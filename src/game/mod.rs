//! Game engine
//!
//! [`GameEngine`] owns the simulation and the animated-state table. The
//! driver calls [`GameEngine::step`] once per tick and then renders with
//! [`GameEngine::set_leds`] into a zeroed frame buffer.

mod config;
mod entity;
mod level;
mod pool;
mod render;
mod simulation;
mod state;

use embassy_time::{Duration, Instant};
use heapless::Vec;

#[cfg(feature = "esp32-log")]
use esp_println::println;

pub use config::{
    COLLISION_THRESHOLD, ENEMY_SHOT_SPEED_FACTOR, GameEngineConfig, LIFE_LOST_FLASH_PERIOD,
    MAX_ENEMIES, MAX_PLAYER_SHOTS, MAX_SHOTS, PATH_SPEED_FACTOR, PLAYER_HIT_THRESHOLD,
    PLAYER_SHOT_SPEED, SHOT_DOWN_SCORE, SIDE_DESTROY_THRESHOLD, SIDE_THRESHOLD, STARTING_LIVES,
    StateTimings,
};
pub use entity::{Enemy, EnemyKind, EnemyPosition, Shot, ShotOwner};
pub use level::{EnemyQuota, LEVEL_COUNT, LEVELS, Level};
pub use pool::Pool;
pub use state::{AnimatedState, GameState};

use self::simulation::Simulation;
use crate::{
    animator::{Animator, AttractAnimator, StateAnimator, TreeTransitionAnimator, ZERO},
    color::{BLUE, GREEN, RED, Rgb},
    input::InputSample,
    layout::TreeLayout,
};

const ANIMATED_STATE_COUNT: usize = 5;

/// Released-latch edge detector for a button level
#[derive(Debug, Clone, Copy, Default)]
struct ButtonLatch {
    held: bool,
}

impl ButtonLatch {
    /// True on the first tick the button is seen pressed
    fn rising(&mut self, pressed: bool) -> bool {
        let edge = pressed && !self.held;
        self.held = pressed;
        edge
    }
}

#[derive(Debug, Clone, Copy)]
struct ActiveAnimation {
    index: usize,
    start: Instant,
}

pub struct GameEngine {
    config: GameEngineConfig,
    simulation: Simulation,
    state: GameState,
    animated_states: Vec<AnimatedState, ANIMATED_STATE_COUNT>,
    active: Option<ActiveAnimation>,
    last_time: Instant,
    fire: ButtonLatch,
    start: ButtonLatch,
}

impl Default for GameEngine {
    fn default() -> Self {
        Self::new(GameEngineConfig::DEFAULT)
    }
}

impl GameEngine {
    /// Create an engine idling in attract mode
    pub fn new(config: GameEngineConfig) -> Self {
        let mut engine = Self {
            simulation: Simulation::new(config.layout, config.seed),
            animated_states: animated_states(&config),
            config,
            state: GameState::Attract,
            active: None,
            last_time: Instant::from_ticks(0),
            fire: ButtonLatch::default(),
            start: ButtonLatch::default(),
        };
        engine.begin_animated_state(GameState::Attract, engine.last_time);
        engine
    }

    /// Start a new game at `now`
    pub fn start(&mut self, now: Instant) {
        self.last_time = now;
        self.simulation.reset(self.config.starting_lives);
        #[cfg(feature = "esp32-log")]
        println!("[GameEngine.start] starting game");
        self.begin_animated_state(GameState::GameStartAnimation, now);
    }

    /// Advance the engine to `now`
    ///
    /// A tick with the same or an earlier time than the previous one is
    /// ignored entirely.
    pub fn step(&mut self, now: Instant, input: &InputSample) {
        let Some(delta) = now
            .checked_duration_since(self.last_time)
            .filter(|delta| *delta > ZERO)
        else {
            return;
        };
        self.last_time = now;

        let fire_pressed = self.fire.rising(input.fire);
        self.simulation.set_player_position(input.player_position);

        if self.start.rising(input.start) {
            if self.state == GameState::Attract {
                self.start(now);
            } else {
                #[cfg(feature = "esp32-log")]
                println!("[GameEngine.step] game aborted");
                self.begin_animated_state(GameState::Attract, now);
            }
            return;
        }

        if self.state.is_animated() {
            self.step_animated_state(now);
        } else {
            self.step_level(now, delta, fire_pressed);
        }
    }

    /// Render the current state into `leds`
    ///
    /// `leds` must be zeroed and cover [`TreeLayout::led_count`] LEDs.
    pub fn set_leds(&self, leds: &mut [Rgb]) {
        let sim = &self.simulation;
        if !self.state.is_animated() {
            render::draw_base(sim, leds);
            render::draw_path(sim, leds);
            render::draw_lanes(sim, leds, BLUE);
            render::draw_entities(sim, leds);
            return;
        }

        let Some((animated, elapsed)) = self.current_animation() else {
            debug_assert!(false, "no active animation in {:?}", self.state);
            return;
        };

        if let Some(animator) = &animated.animator {
            if elapsed < animator.duration() {
                animator.step(elapsed, leds);
            }
            return;
        }

        render::draw_base(sim, leds);
        render::draw_path(sim, leds);
        match self.state {
            GameState::LevelStartAnimation => {
                render::draw_level_start(sim, leds, elapsed, animated.duration);
            }
            GameState::LifeLostAnimation => render::draw_life_lost(sim, leds, elapsed),
            _ => render::draw_lanes(sim, leds, BLUE),
        }
    }

    pub fn state(&self) -> GameState {
        self.state
    }

    pub fn remaining_lives(&self) -> u8 {
        self.simulation.lives
    }

    /// Zero-based index of the current level
    pub fn level(&self) -> usize {
        self.simulation.level_index
    }

    pub fn score(&self) -> u32 {
        self.simulation.score
    }

    /// True while no game with lives left is running
    pub fn is_game_over(&self) -> bool {
        self.simulation.lives == 0
    }

    /// Normalized player position on the path
    pub fn player_position(&self) -> f32 {
        self.simulation.player_position
    }

    /// Lane a shot fired now would travel in
    pub fn player_lane(&self) -> usize {
        self.simulation.player_lane()
    }

    pub fn enemies(&self) -> impl Iterator<Item = &Enemy> {
        self.simulation.enemies.iter()
    }

    pub fn shots(&self) -> impl Iterator<Item = &Shot> {
        self.simulation.shots.iter()
    }

    /// Enemies still to be spawned in the current level
    pub fn quota(&self) -> &EnemyQuota {
        &self.simulation.quota
    }

    pub fn layout(&self) -> &TreeLayout {
        &self.config.layout
    }

    fn step_level(&mut self, now: Instant, delta: Duration, fire_pressed: bool) {
        let sim = &mut self.simulation;
        simulation::advance(sim, now, delta);
        simulation::spawn(sim, now);
        simulation::enemy_fire(sim, now);
        simulation::player_fire(sim, fire_pressed);

        if simulation::collide(sim) {
            self.begin_animated_state(GameState::LifeLostAnimation, now);
        } else if simulation::level_complete(sim) {
            self.begin_animated_state(GameState::LevelStartAnimation, now);
        }
    }

    fn step_animated_state(&mut self, now: Instant) {
        let Some(active) = self.active else {
            debug_assert!(false, "no active animation in {:?}", self.state);
            return;
        };
        let Some(animated) = self.animated_states.get_mut(active.index) else {
            debug_assert!(false, "animation index out of range");
            return;
        };

        let elapsed = now.checked_duration_since(active.start).unwrap_or(ZERO);
        if elapsed < animated.duration {
            if let Some(animator) = animated.animator.as_mut() {
                animator.advance(elapsed);
            }
            return;
        }

        if animated.looping {
            let state = animated.state;
            self.begin_animated_state(state, now);
            return;
        }
        self.finish_animated_state(now);
    }

    fn finish_animated_state(&mut self, now: Instant) {
        match self.state {
            GameState::GameStartAnimation => {
                self.begin_animated_state(GameState::LevelStartAnimation, now);
            }
            GameState::LevelStartAnimation => self.begin_playing(now),
            GameState::LifeLostAnimation => {
                if self.simulation.lives > 0 {
                    self.begin_playing(now);
                } else {
                    self.begin_animated_state(GameState::GameOverAnimation, now);
                }
            }
            GameState::GameOverAnimation => {
                self.begin_animated_state(GameState::Attract, now);
            }
            GameState::Attract | GameState::PlayingLevel => {
                debug_assert!(false, "{:?} has no end", self.state);
            }
        }
    }

    fn begin_playing(&mut self, now: Instant) {
        self.set_state(GameState::PlayingLevel);
        self.active = None;
        self.simulation.next_spawn = now;
    }

    fn begin_animated_state(&mut self, state: GameState, now: Instant) {
        let Some(index) = self
            .animated_states
            .iter()
            .position(|animated| animated.state == state)
        else {
            debug_assert!(false, "{:?} is not an animated state", state);
            return;
        };

        if state == GameState::LevelStartAnimation {
            self.simulation.load_level();
        }
        if let Some(animator) = self.animated_states[index].animator.as_mut() {
            animator.reset();
        }
        self.set_state(state);
        self.active = Some(ActiveAnimation { index, start: now });
    }

    fn set_state(&mut self, state: GameState) {
        #[cfg(feature = "esp32-log")]
        println!("[GameEngine.set_state] {:?} -> {:?}", self.state, state);
        self.state = state;
    }

    fn current_animation(&self) -> Option<(&AnimatedState, Duration)> {
        let active = self.active?;
        let animated = self.animated_states.get(active.index)?;
        let elapsed = self
            .last_time
            .checked_duration_since(active.start)
            .unwrap_or(ZERO);
        Some((animated, elapsed))
    }
}

/// Build the animated-state table for `config`
fn animated_states(config: &GameEngineConfig) -> Vec<AnimatedState, ANIMATED_STATE_COUNT> {
    let layout = &config.layout;
    let timings = &config.timings;

    [
        AnimatedState::new(
            GameState::Attract,
            timings.attract,
            true,
            Some(StateAnimator::Attract(AttractAnimator::new(
                layout,
                timings.attract,
                config.seed,
            ))),
        ),
        AnimatedState::new(
            GameState::GameStartAnimation,
            timings.game_start,
            false,
            Some(StateAnimator::Transition(
                TreeTransitionAnimator::for_layout(timings.game_start, layout, GREEN, BLUE),
            )),
        ),
        AnimatedState::new(
            GameState::LevelStartAnimation,
            timings.level_start,
            false,
            None,
        ),
        AnimatedState::new(GameState::LifeLostAnimation, timings.life_lost, false, None),
        AnimatedState::new(
            GameState::GameOverAnimation,
            timings.game_over,
            false,
            Some(StateAnimator::Transition(
                TreeTransitionAnimator::for_layout(timings.game_over, layout, BLUE, RED),
            )),
        ),
    ]
    .into_iter()
    .collect()
}
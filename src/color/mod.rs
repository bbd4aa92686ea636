mod pattern;
mod utils;

use smart_leds::RGB8;

pub use pattern::{MAX_PATTERN_LEN, Pattern, odd_width, ramp_pattern, scale_pattern};
pub use utils::{cross_fade_color, rgb_from_u32, scale_color};

pub type Rgb = RGB8;

pub const BLACK: Rgb = rgb_from_u32(0x00_0000);
pub const RED: Rgb = rgb_from_u32(0xFF_0000);
pub const GREEN: Rgb = rgb_from_u32(0x00_FF00);
pub const BLUE: Rgb = rgb_from_u32(0x00_00FF);
pub const WHITE: Rgb = rgb_from_u32(0xFF_FFFF);
pub const YELLOW: Rgb = rgb_from_u32(0xFF_FF33);
pub const CYAN: Rgb = rgb_from_u32(0x00_FFFF);
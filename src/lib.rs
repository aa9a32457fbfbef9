use axum::{
    Router,
    extract::{FromRef, Request},
    http::HeaderName,
    middleware::{self, Next},
    response::Response,
};
use utoipa::OpenApi;
use utoipa_swagger_ui::SwaggerUi;

use tower::ServiceBuilder;
use tower_http::{
    cors::{Any, CorsLayer},
    request_id::{MakeRequestUuid, PropagateRequestIdLayer, SetRequestIdLayer},
    trace::{DefaultOnResponse, TraceLayer},
};
use tracing::{Level, Span};

// --- Module Structure ---

pub mod auth;
pub mod config;
pub mod content;
pub mod error;
pub mod handlers;
pub mod models;
pub mod policy;
pub mod progress;
pub mod repository;
pub mod storage;

// Routing split by access level (public, authenticated, admin).
pub mod routes;
use auth::AuthUser;
use routes::{admin, authenticated, public};

// --- Public Re-exports ---

pub use config::AppConfig;
pub use error::AppError;
pub use repository::{PostgresRepository, RepositoryState};
pub use storage::{MockStorageService, S3StorageClient, StorageState};

/// ApiDoc
///
/// OpenAPI document aggregated from the `#[utoipa::path]` handlers and `ToSchema`
/// models. Served at `/api-docs/openapi.json` and rendered at `/swagger-ui`.
#[derive(OpenApi)]
#[openapi(
    paths(
        handlers::list_articles, handlers::get_article, handlers::list_videos,
        handlers::get_video, handlers::record_video_progress, handlers::get_progress,
        handlers::get_me, handlers::admin_list_articles, handlers::create_article,
        handlers::update_article, handlers::delete_article, handlers::admin_list_videos,
        handlers::create_video, handlers::delete_video, handlers::get_video_upload_url
    ),
    components(
        schemas(
            models::Article, models::Video, models::UserProgress, models::ContentKind,
            models::User, models::CreateArticleRequest, models::UpdateArticleRequest,
            models::CreateVideoRequest, models::ProgressRequest, models::VideoUploadRequest,
            models::VideoUploadResponse, models::ErrorBody, models::ArticleListResponse,
            models::ArticleResponse, models::VideoListResponse, models::VideoResponse,
            models::ProgressListResponse, models::ProgressResponse, models::UserResponse,
        )
    ),
    tags(
        (name = "study-portal", description = "Learning content and progress API")
    )
)]
struct ApiDoc;

/// AppState
///
/// The single shared state container. Handlers and extractors pull the slice they
/// need through `FromRef`.
#[derive(Clone)]
pub struct AppState {
    /// Content Store and Progress Tracker persistence.
    pub repo: RepositoryState,
    /// Object storage for video media files.
    pub storage: StorageState,
    pub config: AppConfig,
}

impl FromRef<AppState> for RepositoryState {
    fn from_ref(app_state: &AppState) -> RepositoryState {
        app_state.repo.clone()
    }
}

impl FromRef<AppState> for StorageState {
    fn from_ref(app_state: &AppState) -> StorageState {
        app_state.storage.clone()
    }
}

impl FromRef<AppState> for AppConfig {
    fn from_ref(app_state: &AppState) -> AppConfig {
        app_state.config.clone()
    }
}

/// auth_middleware
///
/// Rejects unauthenticated requests for the authenticated router before routing
/// reaches a handler. The work is done by the `AuthUser` extractor; if it fails, its
/// `AppError::Unauthenticated` rejection becomes the response.
async fn auth_middleware(_auth_user: AuthUser, request: Request, next: Next) -> Response {
    next.run(request).await
}

/// create_router
///
/// Assembles the routing table, scoped middleware and the observability stack.
pub fn create_router(state: AppState) -> Router {
    let cors = CorsLayer::new()
        .allow_methods(Any)
        .allow_origin(Any)
        .allow_headers(Any);

    let x_request_id = HeaderName::from_static("x-request-id");

    let base_router = Router::new()
        .merge(SwaggerUi::new("/swagger-ui").url("/api-docs/openapi.json", ApiDoc::openapi()))
        .merge(public::public_routes())
        .merge(
            authenticated::authenticated_routes().route_layer(middleware::from_fn_with_state(
                state.clone(),
                auth_middleware,
            )),
        )
        // Admin handlers extract `AuthUser` themselves and then check the admin flag.
        .nest("/admin", admin::admin_routes())
        .fallback(handlers::route_not_found)
        .with_state(state);

    base_router
        .layer(
            ServiceBuilder::new()
                // Generates an x-request-id for every incoming request.
                .layer(SetRequestIdLayer::new(x_request_id.clone(), MakeRequestUuid))
                .layer(
                    TraceLayer::new_for_http()
                        .make_span_with(trace_span_logger)
                        .on_response(
                            DefaultOnResponse::new()
                                .level(Level::INFO)
                                .latency_unit(tower_http::LatencyUnit::Millis),
                        ),
                )
                // Echoes the request id back to the client.
                .layer(PropagateRequestIdLayer::new(x_request_id)),
        )
        .layer(cors)
}

/// trace_span_logger
///
/// Builds the per-request span so every log line of a request carries its id.
fn trace_span_logger(request: &axum::http::Request<axum::body::Body>) -> Span {
    let request_id = request
        .headers()
        .get("x-request-id")
        .and_then(|value| value.to_str().ok())
        .unwrap_or("unknown");

    tracing::info_span!(
        "http_request",
        method = ?request.method(),
        uri = ?request.uri(),
        req_id = %request_id,
    )
}
//! Access Policy.
//!
//! Checks run in a fixed order for every operation:
//! 1. authentication, enforced by the `AuthUser` extractor (401);
//! 2. for content reads, unpublished items are hidden from non-admins (404);
//! 3. for writes, deletes and admin listings, the caller must be an admin (403).

use crate::{auth::AuthUser, error::AppError};

/// Visibility
///
/// Which content a read may return.
#[derive(Debug, Clone, Copy, PartialEq, Eq)]
pub enum Visibility {
    /// Only `is_published = true` rows.
    PublishedOnly,
    /// Every row, published or not.
    All,
}

impl Visibility {
    pub fn includes_unpublished(self) -> bool {
        matches!(self, Visibility::All)
    }

    /// Whether a row with the given publication flag is visible.
    pub fn admits(self, is_published: bool) -> bool {
        is_published || self.includes_unpublished()
    }
}

/// Admins read everything; everyone else only sees published content.
pub fn read_visibility(user: &AuthUser) -> Visibility {
    if user.is_admin {
        Visibility::All
    } else {
        Visibility::PublishedOnly
    }
}

/// require_admin
///
/// Gate for every mutating and admin-listing operation. Runs before any lookup so a
/// non-admin gets 403 whether or not the target exists.
pub fn require_admin(user: &AuthUser) -> Result<(), AppError> {
    if user.is_admin {
        Ok(())
    } else {
        tracing::warn!(user_id = %user.id, "admin-only operation attempted by non-admin");
        Err(AppError::Forbidden)
    }
}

Exercise instructions – Identify each line of the material where the word "ButtonLatch" shows up, and copy it.

Answer to this problem –
struct ButtonLatch {
impl ButtonLatch {
    fire: ButtonLatch,
    start: ButtonLatch,
            fire: ButtonLatch::default(),
            start: ButtonLatch::default(),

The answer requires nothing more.